▶ **Work item**
The line containing "- The settings of the engine." marks the end: write out exactly every line from the first line of the data below through that line, and only those.

[Stored data entries]
━━━━

impl AtmManager {
    /// Create a new `AtmManager` with the default settings.
    pub fn new(store: impl IntoAtmTrustStorage, transport: Arc<dyn Transport>) -> Self {
        Self::with_settings(store, transport, AtmSettings::default())
    }

    /// Create a new `AtmManager`.
    ///
    /// # Arguments
    ///
    /// * `store` - The store for the trust data and postponed trust
    ///   decisions.
    ///
    /// * `transport` - The client used to send trust messages.
    ///
    /// * `settings` - The settings of the engine.
    pub fn with_settings(
        store: impl IntoAtmTrustStorage,
        transport: Arc<dyn Transport>,
        settings: AtmSettings,
    ) -> Self {
        let store = store.into_atm_trust_storage();
        let trust_manager = TrustManager::new(store.clone());

        Self { trust_manager, store, transport, settings }
    }

    /// The underlying [`TrustManager`].
    pub fn trust_manager(&self) -> &TrustManager {
        &self.trust_manager
    }

    /// The settings of the engine.
    pub fn settings(&self) -> &AtmSettings {
        &self.settings
    }

    fn own_bare_jid(&self) -> String {
        bare_jid(&self.transport.own_jid()).to_owned()
    }

    /// Authenticate or distrust keys of a key owner and inform the other
    /// endpoints about it.
    ///
    /// Keys that already have the requested trust level are skipped, nothing
    /// happens if no key is left.
    ///
    /// # Arguments
    ///
    /// * `encryption` - The namespace of the encryption protocol.
    ///
    /// * `key_owner_jid` - The bare JID of the key owner.
    ///
    /// * `key_ids_for_authentication` - The IDs of the keys to authenticate.
    ///
    /// * `key_ids_for_distrusting` - The IDs of the keys to distrust.
    #[instrument(skip(self, key_ids_for_authentication, key_ids_for_distrusting))]
    pub async fn make_trust_decisions(
        &self,
        encryption: &str,
        key_owner_jid: &str,
        key_ids_for_authentication: &[KeyId],
        key_ids_for_distrusting: &[KeyId],
    ) -> AtmResult<()> {
        let guard = self.trust_manager.locks().lock(encryption).await;

        let key_owner_jid = bare_jid(key_owner_jid);
        let own_jid = self.own_bare_jid();

        let mut keys = self
            .store
            .keys(encryption, TrustLevels::AUTHENTICATED | TrustLevels::MANUALLY_DISTRUSTED)
            .await?;
        let authenticated_keys = keys.remove(&TrustLevel::Authenticated).unwrap_or_default();
        let manually_distrusted_keys =
            keys.remove(&TrustLevel::ManuallyDistrusted).unwrap_or_default();

        let modified_authenticated_keys: Vec<KeyId> = key_ids_for_authentication
            .iter()
            .filter(|key_id| !contains_key(&authenticated_keys, key_owner_jid, key_id))
            .unique()
            .cloned()
            .collect();
        let modified_distrusted_keys: Vec<KeyId> = key_ids_for_distrusting
            .iter()
            .filter(|key_id| !contains_key(&manually_distrusted_keys, key_owner_jid, key_id))
            .unique()
            .cloned()
            .collect();

        if modified_authenticated_keys.is_empty() && modified_distrusted_keys.is_empty() {
            debug!("All keys already have the requested trust levels");
            return Ok(());
        }

        let keys_being_authenticated = keys_of_owner(key_owner_jid, &modified_authenticated_keys);
        let keys_being_distrusted = keys_of_owner(key_owner_jid, &modified_distrusted_keys);

        let key_owner = KeyOwner::with_keys(
            key_owner_jid,
            modified_authenticated_keys,
            modified_distrusted_keys,
        );

        let own_authenticated_keys = owner_key_ids(&authenticated_keys, &own_jid);
        let own_key_owner = KeyOwner::with_keys(
            &own_jid,
            own_authenticated_keys.clone(),
            owner_key_ids(&manually_distrusted_keys, &own_jid),
        );

        // The trust messages are built from the state before the decisions
        // are committed and sent after the namespace lock is released.
        let mut outgoing: Vec<(String, Vec<KeyOwner>)> = Vec::new();

        if key_owner_jid == own_jid {
            let contacts_authenticated_keys = without_owner(authenticated_keys, &own_jid);

            // Own endpoints with authenticated keys receive these via message
            // carbons.
            for contact_jid in contacts_authenticated_keys.keys() {
                outgoing.push((contact_jid.clone(), vec![key_owner.clone()]));
            }

            if !self.transport.carbons_enabled()
                || (contacts_authenticated_keys.is_empty() && !own_authenticated_keys.is_empty())
            {
                outgoing.push((own_jid.clone(), vec![key_owner.clone()]));
            }

            // Own endpoints whose keys were just authenticated need to catch
            // up with all the existing trust decisions.
            if !key_owner.trusted_keys().is_empty() {
                let contacts_distrusted_keys = without_owner(manually_distrusted_keys, &own_jid);

                let mut key_owners: Vec<KeyOwner> = contacts_distrusted_keys
                    .keys()
                    .merge(contacts_authenticated_keys.keys())
                    .dedup()
                    .map(|contact_jid| {
                        KeyOwner::with_keys(
                            contact_jid,
                            owner_key_ids(&contacts_authenticated_keys, contact_jid),
                            owner_key_ids(&contacts_distrusted_keys, contact_jid),
                        )
                    })
                    .collect();

                if !own_key_owner.is_empty() {
                    key_owners.push(own_key_owner);
                }

                if !key_owners.is_empty() {
                    outgoing.push((own_jid.clone(), key_owners));
                }
            }
        } else {
            if !own_authenticated_keys.is_empty() {
                outgoing.push((own_jid.clone(), vec![key_owner.clone()]));
            }

            // The contact's endpoints whose keys were just authenticated
            // learn about the own trust decisions.
            if !key_owner.trusted_keys().is_empty() && !own_key_owner.is_empty() {
                outgoing.push((key_owner_jid.to_owned(), vec![own_key_owner]));
            }
        }

        self.propagate(encryption, keys_being_authenticated, keys_being_distrusted).await?;
        drop(guard);

        for (recipient_jid, key_owners) in outgoing {
            self.send_trust_message_logged(encryption, key_owners, &recipient_jid).await;
        }

        Ok(())
    }

    /// Authenticate or distrust keys as requested by a trust message URI,
    /// e.g. one scanned from a QR code.
    ///
    /// See [`AtmManager::make_trust_decisions()`].
    pub async fn make_trust_decisions_from_uri(&self, uri: &str) -> AtmResult<()> {
        let uri = TrustMessageUri::parse(uri)?;

        self.make_trust_decisions(
            &uri.encryption,
            &uri.jid,
            &uri.trust_key_ids,
            &uri.distrust_key_ids,
        )
        .await
    }

    /// Process a received message.
    ///
    /// Messages without a trust message element for Automatic Trust
    /// Management are ignored, so are the own trust messages reflected via
    /// message carbons.
    ///
    /// A sender may make trust decisions for its own keys, an own endpoint
    /// additionally for the keys of contacts. The decisions are applied if the
    /// sender key is authenticated, otherwise they are stored until it is.
    #[instrument(skip_all, fields(sender = %message.from))]
    pub async fn handle_message(&self, message: &Message) -> AtmResult<()> {
        let Some(element) = message.trust_message_element() else {
            return Ok(());
        };

        if !element.is_atm() {
            trace!(usage = element.usage(), "Ignoring a trust message with a foreign usage");
            return Ok(());
        }

        if message.from == self.transport.own_jid() {
            trace!("Ignoring an own trust message reflected via message carbons");
            return Ok(());
        }

        let encryption = element.encryption();
        let sender_jid = bare_jid(&message.from);
        let sender_key = message.sender_key();

        let _guard = self.trust_manager.locks().lock(encryption).await;

        let is_sender_key_authenticated = self
            .store
            .trust_level(encryption, sender_jid, &sender_key)
            .await?
            == TrustLevel::Authenticated;
        let is_own_trust_message = sender_jid == self.own_bare_jid();

        let mut keys_being_authenticated = KeysByOwner::new();
        let mut keys_being_distrusted = KeysByOwner::new();
        let mut key_owners_for_postponed_trust_decisions = Vec::new();

        for key_owner in element.key_owners() {
            // Contacts may only make decisions about their own keys.
            if !is_own_trust_message && sender_jid != key_owner.jid() {
                debug!(
                    key_owner = key_owner.jid(),
                    "Ignoring trust decisions the sender isn't qualified to make"
                );
                continue;
            }

            if is_sender_key_authenticated {
                for key_id in key_owner.trusted_keys() {
                    insert_key(&mut keys_being_authenticated, key_owner.jid(), key_id.clone());
                }

                for key_id in key_owner.distrusted_keys() {
                    insert_key(&mut keys_being_distrusted, key_owner.jid(), key_id.clone());
                }
            } else {
                key_owners_for_postponed_trust_decisions.push(key_owner.clone());
            }
        }

        if !key_owners_for_postponed_trust_decisions.is_empty() {
            debug!(
                sender_key = %sender_key,
                "Postponing trust decisions until the sender key is authenticated"
            );
        }

        self.store
            .add_keys_for_postponed_trust_decisions(
                encryption,
                &sender_key,
                &key_owners_for_postponed_trust_decisions,
            )
            .await?;

        self.propagate(encryption, keys_being_authenticated, keys_being_distrusted).await
    }

    /// Send a trust message for Automatic Trust Management.
    ///
    /// The message is only encrypted for devices whose keys have one of the
    /// accepted trust levels of the [`AtmSettings`].
    pub async fn send_trust_message(
        &self,
        encryption: &str,
        key_owners: Vec<KeyOwner>,
        recipient_jid: &str,
    ) -> Result<(), TransportError> {
        let element = TrustMessageElement::atm(encryption, key_owners);
        let message = Message::with_trust_message(recipient_jid, element);
        let params =
            SendStanzaParams { accepted_trust_levels: self.settings.accepted_trust_levels };

        self.transport.send_sensitive(message, params).await
    }

    async fn send_trust_message_logged(
        &self,
        encryption: &str,
        key_owners: Vec<KeyOwner>,
        recipient_jid: &str,
    ) {
        trace!(recipient_jid, "Sending a trust message");

        if let Err(error) = self.send_trust_message(encryption, key_owners, recipient_jid).await {
            warn!(recipient_jid, ?error, "Failed to send a trust message");
        }
    }

    /// Authenticate and distrust keys, and apply the postponed decisions that
    /// became actionable.
    fn propagate<'a>(
        &'a self,
        encryption: &'a str,
        keys_being_authenticated: KeysByOwner,
        keys_being_distrusted: KeysByOwner,
    ) -> BoxFuture<'a, AtmResult<()>> {
        Box::pin(async move {
            self.authenticate(encryption, &keys_being_authenticated).await?;
            self.distrust(encryption, &keys_being_distrusted).await
        })
    }

    async fn authenticate(&self, encryption: &str, keys: &KeysByOwner) -> AtmResult<()> {
        if keys.is_empty() {
            return Ok(());
        }

        self.trust_manager
            .set_trust_level_unlocked(encryption, keys, TrustLevel::Authenticated)
            .await?;

        if self.store.security_policy(encryption).await? == SecurityPolicy::Toakafa {
            let owner_jids: Vec<String> = keys.keys().cloned().collect();
            self.distrust_automatically_trusted_keys(encryption, &owner_jids).await?;
        }

        self.make_postponed_trust_decisions(encryption, &all_key_ids(keys)).await
    }

    async fn distrust(&self, encryption: &str, keys: &KeysByOwner) -> AtmResult<()> {
        if keys.is_empty() {
            return Ok(());
        }

        self.trust_manager
            .set_trust_level_unlocked(encryption, keys, TrustLevel::ManuallyDistrusted)
            .await?;

        // Decisions made by distrusted keys must never be applied.
        self.store
            .remove_keys_for_postponed_trust_decisions_by_sender(encryption, &all_key_ids(keys))
            .await?;

        Ok(())
    }

    async fn distrust_automatically_trusted_keys(
        &self,
        encryption: &str,
        owner_jids: &[String],
    ) -> AtmResult<()> {
        self.trust_manager
            .set_trust_level_of_owners_unlocked(
                encryption,
                owner_jids,
                TrustLevel::AutomaticallyTrusted,
                TrustLevel::AutomaticallyDistrusted,
            )
            .await?;

        Ok(())
    }

    async fn make_postponed_trust_decisions(
        &self,
        encryption: &str,
        sender_key_ids: &[KeyId],
    ) -> AtmResult<()> {
        let decisions =
            self.store.keys_for_postponed_trust_decisions(encryption, sender_key_ids).await?;

        if decisions.is_empty() {
            return Ok(());
        }

        trace!(?decisions, "Applying postponed trust decisions");

        self.store
            .remove_keys_for_postponed_trust_decisions(
                encryption,
                &all_key_ids(&decisions.trusted),
                &all_key_ids(&decisions.distrusted),
            )
            .await?;

        self.propagate(encryption, decisions.trusted, decisions.distrusted).await
    }
}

━━━━

▶ **Written answer**
impl AtmManager {
    /// Create a new `AtmManager` with the default settings.
    pub fn new(store: impl IntoAtmTrustStorage, transport: Arc<dyn Transport>) -> Self {
        Self::with_settings(store, transport, AtmSettings::default())
    }

    /// Create a new `AtmManager`.
    ///
    /// # Arguments
    ///
    /// * `store` - The store for the trust data and postponed trust
    ///   decisions.
    ///
    /// * `transport` - The client used to send trust messages.
    ///
    /// * `settings` - The settings of the engine.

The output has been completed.